Do you teach your children the clinical names for their reproductive organs? Why or why not?
We should all teach our children the clinical names for their reproductive organs. There is no such thing as a “cute” or “funny” name for a vagina or a penis. It is wrong to mislead children because of our own discomforts. And yes, more times than not, parents don’t teach their children the proper name or way of a thing simply because they are uncomfortable themselves. Dick is a curse word in my house. I couldn’t dream of teaching my child to call his penis such a name. I can barely say the word now and I’m grown! If our children already know the proper way to call something, why would we go back and tell them to call it something different? Discomfort. Plain and simple. It’s time to get past your own discomfort and empower your children. They deserve that. They should not have to suffer because of your shame or whatever it is that you’re dealing with. Equip them properly now before someone else does the job for you in the wrong way.

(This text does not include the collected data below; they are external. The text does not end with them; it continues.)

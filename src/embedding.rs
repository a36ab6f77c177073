//! Embedding provider abstraction and implementations.
//!
//! Defines the [`EmbeddingProvider`] trait and concrete implementations:
//! - **[`DisabledProvider`]**: returns errors; used when embeddings are not configured.
//! - **`LocalProvider`**: runs a sentence-embedding model in-process via fastembed.
//! - **[`OpenAIProvider`]**: calls an OpenAI-compatible `/embeddings` endpoint.
//! - **[`OllamaProvider`]**: calls a local Ollama instance's `/api/embed` endpoint.
//!
//! Vectors are L2-normalized after generation (unless `embedding.normalize`
//! is off), so the inner product of two stored vectors equals their cosine
//! similarity. The flat index relies on this.
//!
//! Also provides the blob codec used to persist vectors in SQLite:
//! [`vec_to_blob`] and [`blob_to_vec`].
//!
//! # Retry Strategy
//!
//! The HTTP providers use exponential backoff for transient errors:
//! - HTTP 429 (rate limited) and 5xx (server error): retry
//! - other HTTP 4xx: fail immediately
//! - network errors: retry
//! - Backoff: 1s, 2s, 4s, 8s, 16s, 32s (capped at 2^5)

use anyhow::{bail, Result};
use std::time::Duration;

use crate::config::EmbeddingConfig;

const DEFAULT_LOCAL_MODEL: &str = "all-minilm-l6-v2";
const DEFAULT_OPENAI_URL: &str = "https://api.openai.com/v1";
const DEFAULT_OLLAMA_URL: &str = "http://localhost:11434";

/// Trait for embedding providers.
///
/// The actual embedding computation is performed by [`embed_texts`],
/// which dispatches on the configured provider name.
pub trait EmbeddingProvider: Send + Sync {
    /// Returns the model identifier (e.g. `"all-minilm-l6-v2"`).
    fn model_name(&self) -> &str;
    /// Returns the embedding vector dimensionality (e.g. `384`).
    fn dims(&self) -> usize;
}

/// Embed a batch of texts using the configured provider.
///
/// Texts are sent in groups of `config.batch_size`. The returned vectors are
/// in input order, one per text, normalized when `config.normalize` is set.
///
/// # Errors
///
/// - `"disabled"` provider: always returns an error.
/// - HTTP providers: missing API key, non-retryable API error, exhausted retries,
///   or a response with the wrong number of vectors.
pub async fn embed_texts(
    _provider: &dyn EmbeddingProvider,
    config: &EmbeddingConfig,
    texts: &[String],
) -> Result<Vec<Vec<f32>>> {
    let mut out = Vec::with_capacity(texts.len());

    for batch in texts.chunks(config.batch_size.max(1)) {
        let mut vectors = match config.provider.as_str() {
            "openai" => embed_openai(config, batch).await?,
            "ollama" => embed_ollama(config, batch).await?,
            #[cfg(feature = "local-embeddings")]
            "local" => embed_local(config, batch).await?,
            #[cfg(not(feature = "local-embeddings"))]
            "local" => bail!("Local embedding provider requires --features local-embeddings"),
            "disabled" => bail!("Embedding provider is disabled"),
            other => bail!("Unknown embedding provider: {}", other),
        };

        if vectors.len() != batch.len() {
            bail!(
                "Embedding provider returned {} vectors for {} texts",
                vectors.len(),
                batch.len()
            );
        }

        if config.normalize {
            for v in vectors.iter_mut() {
                l2_normalize(v);
            }
        }
        out.extend(vectors);
    }

    Ok(out)
}

/// Embed a single query text.
///
/// Convenience wrapper around [`embed_texts`] for embedding a chat question.
pub async fn embed_query(
    provider: &dyn EmbeddingProvider,
    config: &EmbeddingConfig,
    text: &str,
) -> Result<Vec<f32>> {
    let results = embed_texts(provider, config, &[text.to_string()]).await?;
    results
        .into_iter()
        .next()
        .ok_or_else(|| anyhow::anyhow!("Empty embedding response"))
}

// ============ Disabled Provider ============

/// A no-op embedding provider that always returns errors.
///
/// Used when `embedding.provider = "disabled"` in the configuration.
pub struct DisabledProvider;

impl EmbeddingProvider for DisabledProvider {
    fn model_name(&self) -> &str {
        "disabled"
    }
    fn dims(&self) -> usize {
        0
    }
}

// ============ OpenAI Provider ============

/// Embedding provider using an OpenAI-compatible API.
///
/// Calls `POST {url}/embeddings` with the configured model. Requires the
/// `OPENAI_API_KEY` environment variable to be set.
pub struct OpenAIProvider {
    model: String,
    dims: usize,
}

impl OpenAIProvider {
    pub fn new(config: &EmbeddingConfig) -> Result<Self> {
        let model = config
            .model
            .clone()
            .ok_or_else(|| anyhow::anyhow!("embedding.model required for OpenAI provider"))?;
        let dims = config
            .dims
            .ok_or_else(|| anyhow::anyhow!("embedding.dims required for OpenAI provider"))?;

        if std::env::var("OPENAI_API_KEY").is_err() {
            bail!("OPENAI_API_KEY environment variable not set");
        }

        Ok(Self { model, dims })
    }
}

impl EmbeddingProvider for OpenAIProvider {
    fn model_name(&self) -> &str {
        &self.model
    }
    fn dims(&self) -> usize {
        self.dims
    }
}

async fn embed_openai(config: &EmbeddingConfig, texts: &[String]) -> Result<Vec<Vec<f32>>> {
    let api_key =
        std::env::var("OPENAI_API_KEY").map_err(|_| anyhow::anyhow!("OPENAI_API_KEY not set"))?;

    let model = config
        .model
        .as_ref()
        .ok_or_else(|| anyhow::anyhow!("embedding.model required"))?;
    let base = config.url.as_deref().unwrap_or(DEFAULT_OPENAI_URL);
    let url = format!("{}/embeddings", base.trim_end_matches('/'));

    let body = serde_json::json!({
        "model": model,
        "input": texts,
    });

    let json = post_with_retry(config, "OpenAI", &url, Some(&api_key), &body).await?;
    parse_openai_response(&json)
}

/// Parse the OpenAI embeddings API response JSON.
///
/// Extracts the `data[].embedding` arrays and orders them by `data[].index`
/// when present.
fn parse_openai_response(json: &serde_json::Value) -> Result<Vec<Vec<f32>>> {
    let data = json
        .get("data")
        .and_then(|d| d.as_array())
        .ok_or_else(|| anyhow::anyhow!("Invalid OpenAI response: missing data array"))?;

    let mut indexed = Vec::with_capacity(data.len());

    for (pos, item) in data.iter().enumerate() {
        let embedding = item
            .get("embedding")
            .and_then(|e| e.as_array())
            .ok_or_else(|| anyhow::anyhow!("Invalid OpenAI response: missing embedding"))?;
        let index = item
            .get("index")
            .and_then(|i| i.as_u64())
            .map(|i| i as usize)
            .unwrap_or(pos);

        indexed.push((index, json_floats(embedding)));
    }

    indexed.sort_by_key(|(index, _)| *index);
    Ok(indexed.into_iter().map(|(_, v)| v).collect())
}

// ============ Ollama Provider ============

/// Embedding provider using a local Ollama instance.
///
/// Calls `POST /api/embed` on the configured URL (default: `http://localhost:11434`).
pub struct OllamaProvider {
    model: String,
    dims: usize,
}

impl OllamaProvider {
    pub fn new(config: &EmbeddingConfig) -> Result<Self> {
        let model = config
            .model
            .clone()
            .ok_or_else(|| anyhow::anyhow!("embedding.model required for Ollama provider"))?;
        let dims = config
            .dims
            .ok_or_else(|| anyhow::anyhow!("embedding.dims required for Ollama provider"))?;

        Ok(Self { model, dims })
    }
}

I implore each of us to do right by our children and arm them with the proper knowledge that they will need to navigate this world where children are having babies younger and younger and be molested and raped younger and younger. Give them what they deserve. Give them the truth.

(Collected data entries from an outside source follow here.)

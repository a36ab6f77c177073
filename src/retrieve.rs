//! Per-request retrieval.
//!
//! Every call scans the `chunks` table (optionally restricted to a set of
//! documents), embeds the query, builds a fresh [`FlatIpIndex`] from the
//! stored vectors of the same width, and returns the top-k chunks together
//! with the context window handed to the language model.

use anyhow::{bail, Result};
use sqlx::{Row, SqlitePool};

use crate::config::Config;
use crate::db;
use crate::embedding;
use crate::models::{RetrievedChunk, StoredChunk};
use crate::vector_index::FlatIpIndex;

/// Separator placed between chunk texts in the context window.
pub const CONTEXT_SEPARATOR: &str = "\n\n";

#[derive(Debug, Clone, Default)]
pub struct Retrieval {
    pub hits: Vec<RetrievedChunk>,
    pub context: String,
    /// Number of chunks the index was built from.
    pub chunks_searched: usize,
}

/// Load stored chunks, in document then chunk order.
///
/// An empty `document_ids` means every document.
pub async fn load_chunks(pool: &SqlitePool, document_ids: &[i64]) -> Result<Vec<StoredChunk>> {
    let mut sql = String::from(
        "SELECT id, document_id, chunk_order, content, embedding FROM chunks",
    );
    if !document_ids.is_empty() {
        let placeholders = vec!["?"; document_ids.len()].join(", ");
        sql.push_str(&format!(" WHERE document_id IN ({})", placeholders));
    }
    sql.push_str(" ORDER BY document_id ASC, chunk_order ASC");

    let mut query = sqlx::query(&sql);
    for id in document_ids {
        query = query.bind(*id);
    }
    let rows = query.fetch_all(pool).await?;

    Ok(rows
        .iter()
        .map(|row| {
            let blob: Vec<u8> = row.get("embedding");
            StoredChunk {
                id: row.get("id"),
                document_id: row.get("document_id"),
                order: row.get("chunk_order"),
                content: row.get("content"),
                embedding: embedding::blob_to_vec(&blob),
            }
        })
        .collect())
}

/// Build an index of width `dim` over `chunks`.
///
/// Chunks of any other width are skipped. Returns the index and, per index
/// position, the chunk it holds.
pub fn build_index(chunks: &[StoredChunk], dim: usize) -> (FlatIpIndex, Vec<&StoredChunk>) {
    let mut index = FlatIpIndex::new(dim);
    let mut slots = Vec::with_capacity(chunks.len());

    for chunk in chunks {
        match index.add(&chunk.embedding) {
            Ok(_) => slots.push(chunk),
            Err(e) => {
                tracing::warn!(chunk_id = chunk.id, error = %e, "skipping chunk with mismatched embedding");
            }
        }
    }

    (index, slots)
}

/// Retrieve the `k` chunks most similar to `query`.
///
/// Only chunks embedded at the query's width are searched. Fails when no
/// stored chunk has that width.
pub async fn retrieve(
    config: &Config,
    pool: &SqlitePool,
    query: &str,
    document_ids: &[i64],
    k: usize,
) -> Result<Retrieval> {
    let chunks = load_chunks(pool, document_ids).await?;
    if chunks.is_empty() {
        return Ok(Retrieval::default());
    }

    let provider = embedding::create_provider(&config.embedding)?;
    let query_vec = embedding::embed_query(provider.as_ref(), &config.embedding, query).await?;

    let (index, slots) = build_index(&chunks, query_vec.len());
    if index.is_empty() {
        bail!(
            "no stored chunk matches the query embedding width ({}); run `docqa embed rebuild`",
            query_vec.len()
        );
    }

    let hits: Vec<RetrievedChunk> = index
        .search(&query_vec, k)
        .into_iter()
        .map(|(pos, score)| {
            let chunk = slots[pos];
            RetrievedChunk {
                text: chunk.content.clone(),
                document_id: chunk.document_id,
                order: chunk.order,
                score,
            }
        })
        .collect();

    let context = hits
        .iter()
        .map(|h| h.text.as_str())
        .collect::<Vec<_>>()
        .join(CONTEXT_SEPARATOR);

    tracing::debug!(searched = index.len(), used = hits.len(), "retrieval complete");

    Ok(Retrieval {
        hits,
        context,
        chunks_searched: index.len(),
    })
}

/// CLI entry point: print the chunks retrieved for `query`.
pub async fn run_search(
    config: &Config,
    query: &str,
    document_ids: &[i64],
    k: Option<usize>,
) -> Result<()> {
    if query.trim().is_empty() {
        println!("No results.");
        return Ok(());
    }

    let k = k.unwrap_or(config.retrieval.top_k).clamp(1, config.retrieval.max_k);
    let pool = db::connect(config).await?;
    let retrieval = retrieve(config, &pool, query.trim(), document_ids, k).await;
    pool.close().await;
    let retrieval = retrieval?;

    if retrieval.hits.is_empty() {
        println!("No results.");
        return Ok(());
    }

    for (i, hit) in retrieval.hits.iter().enumerate() {
        println!(
            "{}. [{:.3}] document {} / chunk {}",
            i + 1,
            hit.score,
            hit.document_id,
            hit.order
        );
        println!("    excerpt: \"{}\"", excerpt(&hit.text, 240));
        println!();
    }
    println!(
        "searched {} chunks, returned {}",
        retrieval.chunks_searched,
        retrieval.hits.len()
    );

    Ok(())
}

fn excerpt(text: &str, max_chars: usize) -> String {
    let flat = text.replace('\n', " ");
    let flat = flat.trim();
    if flat.chars().count() <= max_chars {
        flat.to_string()
    } else {
        let cut: String = flat.chars().take(max_chars).collect();
        format!("{}...", cut)
    }
}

What is the right age to tell your children the proper names for their anatomy and more importantly to tell them what sex is and how babies are born? Why did you choose the age that you’ve chosen?
Watch this… VAGINA VAGINA VAGINA! PENIS PENIS PENIS! See? It didn’t hurt. That’s not vulgar. That’s not crass. That’s not nasty. That is what it is. Those are the proper names for our genitalia. Our children need to know ALL of it. Vulva, mons, uterus, urethra, scrotum, clitoris. They need to know it all and they need to know it as soon as they start speaking. It needs to be spoken and it needs to be spoken soon and continuously over the years of their lives. By the time a child is 8 years old, they could have been molested or raped. By the time they are 10, a girl could be pregnant. By the time a boy is 12 or 13, he could be a father. Why is anyone waiting that long to talk to a child about sex? If you are not comfortable with talking to your children, get over it or ask someone that you can trust and that is a close relative to talk to your child but don’t leave them in the dark until you are comfortable. Your comfort could come too late. Further, if you’re not comfortable talking to a baby about sex, then you surely are going to be LESS comfortable talking to a teenager about it.
Again and this can’t be said enough: I implore each of us to do right by our children and arm them with the proper knowledge that they will need to navigate this world where children are having babies younger and younger and be molested and raped younger and younger. Give them what they deserve. Give them the truth.